## Data shown:
————————

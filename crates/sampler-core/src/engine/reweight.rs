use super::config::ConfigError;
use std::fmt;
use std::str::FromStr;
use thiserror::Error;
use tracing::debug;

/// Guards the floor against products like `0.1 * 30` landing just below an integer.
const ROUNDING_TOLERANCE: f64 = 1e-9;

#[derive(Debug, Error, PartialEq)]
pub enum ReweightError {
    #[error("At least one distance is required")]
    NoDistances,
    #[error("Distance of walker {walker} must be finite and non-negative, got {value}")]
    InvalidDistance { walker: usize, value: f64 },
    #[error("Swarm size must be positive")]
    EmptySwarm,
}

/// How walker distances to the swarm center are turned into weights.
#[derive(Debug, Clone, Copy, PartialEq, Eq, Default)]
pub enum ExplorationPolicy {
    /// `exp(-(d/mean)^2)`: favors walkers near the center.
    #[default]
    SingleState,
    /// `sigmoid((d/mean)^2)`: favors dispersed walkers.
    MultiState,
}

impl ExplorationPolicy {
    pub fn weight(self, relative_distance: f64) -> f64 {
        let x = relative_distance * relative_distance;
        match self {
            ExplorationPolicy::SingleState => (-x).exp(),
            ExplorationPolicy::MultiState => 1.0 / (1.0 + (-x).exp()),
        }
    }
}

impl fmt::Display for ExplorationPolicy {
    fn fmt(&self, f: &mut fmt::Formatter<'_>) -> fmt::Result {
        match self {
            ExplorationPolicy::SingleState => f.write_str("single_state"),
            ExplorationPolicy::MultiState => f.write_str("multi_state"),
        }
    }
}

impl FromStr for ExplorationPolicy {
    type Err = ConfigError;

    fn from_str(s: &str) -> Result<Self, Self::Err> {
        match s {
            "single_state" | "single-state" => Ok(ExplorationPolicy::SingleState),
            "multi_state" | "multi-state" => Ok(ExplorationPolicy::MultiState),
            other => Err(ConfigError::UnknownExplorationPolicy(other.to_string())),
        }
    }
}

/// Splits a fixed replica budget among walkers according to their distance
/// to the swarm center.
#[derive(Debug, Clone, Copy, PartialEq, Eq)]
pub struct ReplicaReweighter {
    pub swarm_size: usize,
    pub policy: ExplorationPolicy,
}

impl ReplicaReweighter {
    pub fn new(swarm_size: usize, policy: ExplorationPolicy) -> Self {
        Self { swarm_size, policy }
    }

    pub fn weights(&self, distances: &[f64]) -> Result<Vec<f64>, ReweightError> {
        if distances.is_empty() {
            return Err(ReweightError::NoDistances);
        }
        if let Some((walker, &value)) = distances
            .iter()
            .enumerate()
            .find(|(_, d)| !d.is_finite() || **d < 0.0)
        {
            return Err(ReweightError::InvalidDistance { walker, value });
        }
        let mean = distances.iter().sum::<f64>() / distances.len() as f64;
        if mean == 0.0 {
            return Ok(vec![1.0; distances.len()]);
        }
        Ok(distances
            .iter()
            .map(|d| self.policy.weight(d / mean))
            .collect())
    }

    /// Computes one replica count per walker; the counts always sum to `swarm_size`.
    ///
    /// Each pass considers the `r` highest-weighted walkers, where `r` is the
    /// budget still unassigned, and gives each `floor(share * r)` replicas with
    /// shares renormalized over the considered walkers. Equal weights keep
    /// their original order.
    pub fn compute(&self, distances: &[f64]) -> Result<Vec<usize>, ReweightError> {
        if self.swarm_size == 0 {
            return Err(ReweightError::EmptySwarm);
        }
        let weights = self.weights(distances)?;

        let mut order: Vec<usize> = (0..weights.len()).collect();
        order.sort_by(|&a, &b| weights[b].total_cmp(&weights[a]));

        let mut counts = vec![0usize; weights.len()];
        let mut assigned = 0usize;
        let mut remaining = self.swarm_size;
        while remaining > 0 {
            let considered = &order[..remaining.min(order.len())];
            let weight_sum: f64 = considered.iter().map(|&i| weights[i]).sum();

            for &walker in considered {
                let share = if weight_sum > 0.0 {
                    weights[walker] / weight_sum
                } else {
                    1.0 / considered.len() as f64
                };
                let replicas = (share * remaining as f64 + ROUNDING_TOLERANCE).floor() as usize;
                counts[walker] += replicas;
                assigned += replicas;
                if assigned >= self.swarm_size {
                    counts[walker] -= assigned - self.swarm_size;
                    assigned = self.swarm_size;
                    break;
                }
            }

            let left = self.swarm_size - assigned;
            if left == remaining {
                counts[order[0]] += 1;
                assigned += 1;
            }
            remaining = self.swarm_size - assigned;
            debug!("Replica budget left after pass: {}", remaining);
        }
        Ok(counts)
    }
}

————————

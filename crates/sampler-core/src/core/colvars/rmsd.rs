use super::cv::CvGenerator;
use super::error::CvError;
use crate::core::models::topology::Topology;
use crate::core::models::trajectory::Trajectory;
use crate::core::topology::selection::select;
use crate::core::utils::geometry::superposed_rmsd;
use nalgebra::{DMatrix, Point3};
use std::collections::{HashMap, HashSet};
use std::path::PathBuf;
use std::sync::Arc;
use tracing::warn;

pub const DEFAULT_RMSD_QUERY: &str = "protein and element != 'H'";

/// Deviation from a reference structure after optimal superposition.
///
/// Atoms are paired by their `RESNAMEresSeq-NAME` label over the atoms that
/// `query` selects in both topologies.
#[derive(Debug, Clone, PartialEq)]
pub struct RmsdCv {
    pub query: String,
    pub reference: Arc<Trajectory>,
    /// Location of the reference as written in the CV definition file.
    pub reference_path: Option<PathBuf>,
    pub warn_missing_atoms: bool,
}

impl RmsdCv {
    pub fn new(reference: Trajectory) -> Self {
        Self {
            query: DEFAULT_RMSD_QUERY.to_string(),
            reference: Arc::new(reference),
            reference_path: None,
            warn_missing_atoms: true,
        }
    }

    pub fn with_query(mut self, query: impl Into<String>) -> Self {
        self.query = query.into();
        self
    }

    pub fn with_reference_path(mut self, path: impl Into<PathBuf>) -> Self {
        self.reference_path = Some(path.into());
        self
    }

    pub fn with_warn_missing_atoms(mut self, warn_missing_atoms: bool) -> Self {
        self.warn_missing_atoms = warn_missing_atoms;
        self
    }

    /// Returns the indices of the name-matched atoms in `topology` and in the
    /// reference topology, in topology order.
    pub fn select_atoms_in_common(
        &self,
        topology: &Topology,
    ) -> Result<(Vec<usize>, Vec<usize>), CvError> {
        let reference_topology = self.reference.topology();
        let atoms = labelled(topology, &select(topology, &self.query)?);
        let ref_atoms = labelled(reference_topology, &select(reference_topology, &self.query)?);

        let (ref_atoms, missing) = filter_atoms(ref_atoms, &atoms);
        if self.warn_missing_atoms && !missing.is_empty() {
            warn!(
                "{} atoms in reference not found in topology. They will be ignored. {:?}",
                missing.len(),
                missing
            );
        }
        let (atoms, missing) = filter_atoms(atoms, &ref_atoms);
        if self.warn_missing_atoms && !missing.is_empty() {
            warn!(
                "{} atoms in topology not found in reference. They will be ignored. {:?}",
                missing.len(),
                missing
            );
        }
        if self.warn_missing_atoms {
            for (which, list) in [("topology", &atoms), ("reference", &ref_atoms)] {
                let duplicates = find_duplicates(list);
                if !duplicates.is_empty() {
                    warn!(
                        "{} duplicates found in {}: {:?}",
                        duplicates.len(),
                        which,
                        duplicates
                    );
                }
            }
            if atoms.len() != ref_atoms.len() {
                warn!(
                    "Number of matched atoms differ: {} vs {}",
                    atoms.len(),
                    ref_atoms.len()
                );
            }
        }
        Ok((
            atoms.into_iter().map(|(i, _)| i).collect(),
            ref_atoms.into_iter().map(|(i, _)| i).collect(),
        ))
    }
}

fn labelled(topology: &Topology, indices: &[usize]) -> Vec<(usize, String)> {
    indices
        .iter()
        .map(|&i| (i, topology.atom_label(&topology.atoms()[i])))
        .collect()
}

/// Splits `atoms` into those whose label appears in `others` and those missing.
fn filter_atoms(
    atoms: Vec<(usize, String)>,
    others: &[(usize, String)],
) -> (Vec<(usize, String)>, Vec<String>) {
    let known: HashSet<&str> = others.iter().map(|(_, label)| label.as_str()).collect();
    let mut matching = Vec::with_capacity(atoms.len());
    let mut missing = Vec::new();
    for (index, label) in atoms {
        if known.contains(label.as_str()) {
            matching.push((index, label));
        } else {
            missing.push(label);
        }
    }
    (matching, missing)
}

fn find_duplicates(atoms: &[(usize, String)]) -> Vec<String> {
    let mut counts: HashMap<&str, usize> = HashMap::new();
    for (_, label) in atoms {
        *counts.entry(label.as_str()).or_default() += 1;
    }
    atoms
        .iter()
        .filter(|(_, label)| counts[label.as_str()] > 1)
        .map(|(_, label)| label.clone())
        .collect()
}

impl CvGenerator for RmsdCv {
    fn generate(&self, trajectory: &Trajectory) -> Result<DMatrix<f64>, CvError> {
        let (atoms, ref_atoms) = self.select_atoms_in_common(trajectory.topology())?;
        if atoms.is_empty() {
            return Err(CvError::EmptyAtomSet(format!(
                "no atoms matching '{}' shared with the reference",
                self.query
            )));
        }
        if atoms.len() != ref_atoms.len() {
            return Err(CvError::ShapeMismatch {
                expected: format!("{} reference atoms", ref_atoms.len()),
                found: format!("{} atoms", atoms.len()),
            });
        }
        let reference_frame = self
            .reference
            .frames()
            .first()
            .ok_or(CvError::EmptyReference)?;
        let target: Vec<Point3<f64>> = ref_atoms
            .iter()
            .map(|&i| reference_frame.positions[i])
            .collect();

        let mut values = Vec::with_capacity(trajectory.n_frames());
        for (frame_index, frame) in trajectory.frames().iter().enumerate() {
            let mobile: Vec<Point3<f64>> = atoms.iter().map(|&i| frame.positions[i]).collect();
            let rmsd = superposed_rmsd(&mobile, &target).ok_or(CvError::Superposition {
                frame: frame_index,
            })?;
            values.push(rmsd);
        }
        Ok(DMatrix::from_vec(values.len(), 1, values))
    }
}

————————

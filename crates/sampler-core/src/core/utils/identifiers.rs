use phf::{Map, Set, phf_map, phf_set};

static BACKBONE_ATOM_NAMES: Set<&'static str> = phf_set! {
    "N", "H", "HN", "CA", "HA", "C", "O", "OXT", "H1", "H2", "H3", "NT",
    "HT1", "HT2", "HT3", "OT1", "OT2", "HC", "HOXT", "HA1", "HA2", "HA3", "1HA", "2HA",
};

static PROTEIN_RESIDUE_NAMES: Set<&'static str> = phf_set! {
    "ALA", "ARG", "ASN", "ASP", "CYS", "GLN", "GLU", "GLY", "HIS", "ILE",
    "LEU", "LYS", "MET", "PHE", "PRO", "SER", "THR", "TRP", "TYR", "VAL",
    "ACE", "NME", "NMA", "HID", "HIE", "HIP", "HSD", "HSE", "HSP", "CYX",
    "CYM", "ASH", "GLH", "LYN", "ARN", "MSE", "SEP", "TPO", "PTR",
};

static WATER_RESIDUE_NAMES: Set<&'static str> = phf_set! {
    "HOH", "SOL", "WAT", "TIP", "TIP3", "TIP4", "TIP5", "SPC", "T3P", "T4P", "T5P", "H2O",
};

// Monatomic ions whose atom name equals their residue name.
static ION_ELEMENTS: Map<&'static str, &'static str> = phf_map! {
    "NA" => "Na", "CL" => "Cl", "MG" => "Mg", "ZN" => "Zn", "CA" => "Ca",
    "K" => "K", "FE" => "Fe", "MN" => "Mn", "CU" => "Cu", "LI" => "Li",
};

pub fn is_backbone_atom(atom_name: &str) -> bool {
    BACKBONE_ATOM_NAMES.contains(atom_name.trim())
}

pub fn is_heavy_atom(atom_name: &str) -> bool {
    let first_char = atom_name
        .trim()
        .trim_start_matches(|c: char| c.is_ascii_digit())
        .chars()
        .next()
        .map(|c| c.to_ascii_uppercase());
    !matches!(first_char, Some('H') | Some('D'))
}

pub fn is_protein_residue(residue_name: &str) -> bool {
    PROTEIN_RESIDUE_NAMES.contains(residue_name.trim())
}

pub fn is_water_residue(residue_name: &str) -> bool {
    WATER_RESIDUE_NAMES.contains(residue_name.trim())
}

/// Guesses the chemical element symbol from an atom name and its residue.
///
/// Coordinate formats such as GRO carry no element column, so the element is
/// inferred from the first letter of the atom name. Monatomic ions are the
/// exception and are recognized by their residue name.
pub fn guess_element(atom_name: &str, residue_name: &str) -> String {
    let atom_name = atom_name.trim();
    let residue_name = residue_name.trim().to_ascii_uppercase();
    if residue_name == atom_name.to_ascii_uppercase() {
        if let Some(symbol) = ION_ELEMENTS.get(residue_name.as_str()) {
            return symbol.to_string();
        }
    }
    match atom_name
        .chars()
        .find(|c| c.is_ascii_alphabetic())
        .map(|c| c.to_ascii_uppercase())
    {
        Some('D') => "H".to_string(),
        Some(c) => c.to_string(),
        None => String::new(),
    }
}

————————

## Exercise requirements:
One stretch of the lines above is wanted, from the line that contains "while remaining >" through the line that contains "if assigned >= self.swarm_size". Output it exactly.

## Solution for this problem:
        while remaining > 0 {
            let considered = &order[..remaining.min(order.len())];
            let weight_sum: f64 = considered.iter().map(|&i| weights[i]).sum();

            for &walker in considered {
                let share = if weight_sum > 0.0 {
                    weights[walker] / weight_sum
                } else {
                    1.0 / considered.len() as f64
                };
                let replicas = (share * remaining as f64 + ROUNDING_TOLERANCE).floor() as usize;
                counts[walker] += replicas;
                assigned += replicas;
                if assigned >= self.swarm_size {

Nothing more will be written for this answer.